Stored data
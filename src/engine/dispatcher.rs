use std::sync::Arc;

use tokio::sync::mpsc;
use tracing::{debug, warn};

use super::pacer::Pacer;
use super::worker::{Dispatch, ScenarioJob};

/// Hands `count` dispatches to the worker queue, one per pacer tick.
///
/// Stops early when the pacer reports cancellation; a tick that was taken is
/// always delivered. Returns the number of dispatches sent. The queue closes
/// when this returns and the sender is dropped.
pub(crate) async fn dispatch(
    job: Arc<ScenarioJob>,
    count: u64,
    mut pacer: Pacer,
    queue: mpsc::Sender<Dispatch>,
) -> u64 {
    let mut dispatched: u64 = 0;
    for seq in 1..=count {
        if pacer.tick().await.is_none() {
            debug!(
                "[{}] dispatch cancelled after {} of {}",
                job.name, dispatched, count
            );
            break;
        }
        let unit = Dispatch {
            seq,
            job: Arc::clone(&job),
        };
        if queue.send(unit).await.is_err() {
            warn!("[{}] dispatch queue closed early", job.name);
            break;
        }
        dispatched = seq;
    }
    dispatched
}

- ACTION ITEM
Write the complete data out, exactly as above.

- REPLY TO THE EXERCISE
filename src/engine/dispatcher.rs
use std::sync::Arc;

use tokio::sync::mpsc;
use tracing::{debug, warn};

use super::pacer::Pacer;
use super::worker::{Dispatch, ScenarioJob};

/// Hands `count` dispatches to the worker queue, one per pacer tick.
///
/// Stops early when the pacer reports cancellation; a tick that was taken is
/// always delivered. Returns the number of dispatches sent. The queue closes
/// when this returns and the sender is dropped.
pub(crate) async fn dispatch(
    job: Arc<ScenarioJob>,
    count: u64,
    mut pacer: Pacer,
    queue: mpsc::Sender<Dispatch>,
) -> u64 {
    let mut dispatched: u64 = 0;
    for seq in 1..=count {
        if pacer.tick().await.is_none() {
            debug!(
                "[{}] dispatch cancelled after {} of {}",
                job.name, dispatched, count
            );
            break;
        }
        let unit = Dispatch {
            seq,
            job: Arc::clone(&job),
        };
        if queue.send(unit).await.is_err() {
            warn!("[{}] dispatch queue closed early", job.name);
            break;
        }
        dispatched = seq;
    }
    dispatched
}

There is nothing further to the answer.